Saved entries
● ● ● ● ● ● ●

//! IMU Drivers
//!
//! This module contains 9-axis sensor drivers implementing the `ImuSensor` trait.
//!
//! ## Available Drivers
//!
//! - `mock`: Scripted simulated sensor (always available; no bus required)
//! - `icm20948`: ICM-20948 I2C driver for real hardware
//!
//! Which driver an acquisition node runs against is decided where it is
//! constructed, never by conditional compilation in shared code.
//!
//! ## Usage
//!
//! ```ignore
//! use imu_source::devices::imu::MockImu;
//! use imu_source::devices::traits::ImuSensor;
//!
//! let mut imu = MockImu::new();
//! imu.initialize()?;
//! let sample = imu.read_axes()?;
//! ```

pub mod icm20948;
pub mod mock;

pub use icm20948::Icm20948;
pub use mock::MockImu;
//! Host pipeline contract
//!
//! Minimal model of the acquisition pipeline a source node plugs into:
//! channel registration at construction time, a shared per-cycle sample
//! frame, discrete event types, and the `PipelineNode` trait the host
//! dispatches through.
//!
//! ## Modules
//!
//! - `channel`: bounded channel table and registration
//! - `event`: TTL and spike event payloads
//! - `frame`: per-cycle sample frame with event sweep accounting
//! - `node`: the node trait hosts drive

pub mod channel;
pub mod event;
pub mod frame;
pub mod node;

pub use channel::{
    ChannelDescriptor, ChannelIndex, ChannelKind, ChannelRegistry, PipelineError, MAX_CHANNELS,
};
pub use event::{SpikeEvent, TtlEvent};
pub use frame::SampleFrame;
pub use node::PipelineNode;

● ● ● ● ● ● ●

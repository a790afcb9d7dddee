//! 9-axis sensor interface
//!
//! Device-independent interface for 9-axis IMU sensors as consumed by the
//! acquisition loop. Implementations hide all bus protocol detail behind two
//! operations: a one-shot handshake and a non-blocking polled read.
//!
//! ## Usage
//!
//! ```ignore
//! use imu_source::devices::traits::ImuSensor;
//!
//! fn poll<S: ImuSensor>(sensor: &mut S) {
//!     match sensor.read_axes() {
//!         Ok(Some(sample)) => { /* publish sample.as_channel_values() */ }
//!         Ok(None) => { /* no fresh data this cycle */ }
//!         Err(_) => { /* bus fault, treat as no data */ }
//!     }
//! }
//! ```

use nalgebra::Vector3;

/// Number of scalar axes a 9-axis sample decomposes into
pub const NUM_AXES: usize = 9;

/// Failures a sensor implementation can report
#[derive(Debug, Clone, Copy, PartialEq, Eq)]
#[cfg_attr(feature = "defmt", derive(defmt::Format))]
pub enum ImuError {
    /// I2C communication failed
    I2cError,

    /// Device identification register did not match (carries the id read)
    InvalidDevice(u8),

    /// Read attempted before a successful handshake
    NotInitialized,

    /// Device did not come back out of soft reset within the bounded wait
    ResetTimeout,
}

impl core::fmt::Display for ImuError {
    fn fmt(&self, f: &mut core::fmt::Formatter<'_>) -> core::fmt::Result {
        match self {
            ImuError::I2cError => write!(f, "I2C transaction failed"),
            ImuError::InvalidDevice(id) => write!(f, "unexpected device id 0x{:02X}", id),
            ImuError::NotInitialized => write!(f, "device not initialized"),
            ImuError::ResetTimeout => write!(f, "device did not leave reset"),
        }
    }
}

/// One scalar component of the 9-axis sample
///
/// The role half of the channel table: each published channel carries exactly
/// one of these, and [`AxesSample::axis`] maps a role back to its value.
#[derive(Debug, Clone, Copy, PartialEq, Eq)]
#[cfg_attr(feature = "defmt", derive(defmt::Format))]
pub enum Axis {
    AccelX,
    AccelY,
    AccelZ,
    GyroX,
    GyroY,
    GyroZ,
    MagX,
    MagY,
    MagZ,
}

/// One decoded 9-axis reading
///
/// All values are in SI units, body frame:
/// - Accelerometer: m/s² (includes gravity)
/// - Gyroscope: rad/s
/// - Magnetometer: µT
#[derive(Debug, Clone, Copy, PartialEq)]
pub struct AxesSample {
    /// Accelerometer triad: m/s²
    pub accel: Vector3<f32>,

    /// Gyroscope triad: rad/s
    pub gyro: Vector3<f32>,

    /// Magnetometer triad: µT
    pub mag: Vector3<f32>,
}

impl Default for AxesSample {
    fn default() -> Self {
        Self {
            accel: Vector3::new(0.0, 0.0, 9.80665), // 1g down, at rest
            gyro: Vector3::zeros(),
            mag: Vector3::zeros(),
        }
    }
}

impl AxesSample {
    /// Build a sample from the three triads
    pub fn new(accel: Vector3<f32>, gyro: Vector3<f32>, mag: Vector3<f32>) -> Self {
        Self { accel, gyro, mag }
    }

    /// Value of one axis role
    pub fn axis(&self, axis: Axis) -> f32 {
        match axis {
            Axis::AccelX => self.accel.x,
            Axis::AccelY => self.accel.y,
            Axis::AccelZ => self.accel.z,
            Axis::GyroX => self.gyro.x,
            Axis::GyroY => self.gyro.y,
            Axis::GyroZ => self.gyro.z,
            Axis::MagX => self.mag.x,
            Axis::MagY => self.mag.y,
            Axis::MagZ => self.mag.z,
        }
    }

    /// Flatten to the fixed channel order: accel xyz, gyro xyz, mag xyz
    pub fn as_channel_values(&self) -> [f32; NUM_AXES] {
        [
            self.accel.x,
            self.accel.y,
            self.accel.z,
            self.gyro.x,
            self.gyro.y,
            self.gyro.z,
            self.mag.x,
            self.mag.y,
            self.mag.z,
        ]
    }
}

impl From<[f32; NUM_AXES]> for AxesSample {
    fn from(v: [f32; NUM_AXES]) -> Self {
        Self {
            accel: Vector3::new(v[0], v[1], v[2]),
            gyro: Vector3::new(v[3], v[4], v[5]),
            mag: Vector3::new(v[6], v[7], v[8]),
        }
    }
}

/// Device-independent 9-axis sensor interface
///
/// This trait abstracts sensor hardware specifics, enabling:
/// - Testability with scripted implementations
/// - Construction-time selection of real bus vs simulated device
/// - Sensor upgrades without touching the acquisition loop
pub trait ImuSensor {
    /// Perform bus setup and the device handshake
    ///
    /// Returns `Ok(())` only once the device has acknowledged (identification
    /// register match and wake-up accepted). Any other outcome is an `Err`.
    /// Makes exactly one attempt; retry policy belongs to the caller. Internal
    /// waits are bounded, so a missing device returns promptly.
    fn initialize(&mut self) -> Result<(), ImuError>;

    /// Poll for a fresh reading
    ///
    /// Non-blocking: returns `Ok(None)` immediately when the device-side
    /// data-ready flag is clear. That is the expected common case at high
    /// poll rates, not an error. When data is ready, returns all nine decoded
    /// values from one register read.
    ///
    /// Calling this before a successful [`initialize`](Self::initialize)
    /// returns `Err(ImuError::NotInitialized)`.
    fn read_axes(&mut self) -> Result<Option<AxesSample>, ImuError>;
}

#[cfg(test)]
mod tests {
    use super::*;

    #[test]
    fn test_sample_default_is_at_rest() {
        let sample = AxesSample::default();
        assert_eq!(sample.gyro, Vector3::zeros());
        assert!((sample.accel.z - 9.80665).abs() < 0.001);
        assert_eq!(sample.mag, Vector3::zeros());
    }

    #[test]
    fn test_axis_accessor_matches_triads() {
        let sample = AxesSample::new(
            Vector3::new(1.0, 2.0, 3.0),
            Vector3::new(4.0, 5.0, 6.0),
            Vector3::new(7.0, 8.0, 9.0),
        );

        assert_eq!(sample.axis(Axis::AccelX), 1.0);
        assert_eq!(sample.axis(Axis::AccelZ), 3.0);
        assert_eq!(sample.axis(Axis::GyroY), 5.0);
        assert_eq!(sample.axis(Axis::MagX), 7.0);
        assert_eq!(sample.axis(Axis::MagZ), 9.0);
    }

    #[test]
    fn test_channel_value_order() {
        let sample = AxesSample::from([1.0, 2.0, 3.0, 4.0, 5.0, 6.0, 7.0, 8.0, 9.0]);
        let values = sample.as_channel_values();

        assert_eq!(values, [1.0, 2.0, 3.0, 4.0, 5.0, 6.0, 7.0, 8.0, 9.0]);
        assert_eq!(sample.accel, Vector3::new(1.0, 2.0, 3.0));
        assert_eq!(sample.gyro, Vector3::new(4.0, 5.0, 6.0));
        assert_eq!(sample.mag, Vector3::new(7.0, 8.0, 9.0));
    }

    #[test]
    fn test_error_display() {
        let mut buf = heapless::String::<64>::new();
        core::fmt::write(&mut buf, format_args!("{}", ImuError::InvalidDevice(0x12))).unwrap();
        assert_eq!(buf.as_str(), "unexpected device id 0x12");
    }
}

● ● ● ● ● ● ●

_EXERCISE OBJECTIVE_: Taking every line of the records in turn, count the ones holding "role", and state nothing but the number.

_EXERCISE RESPONSE_: 3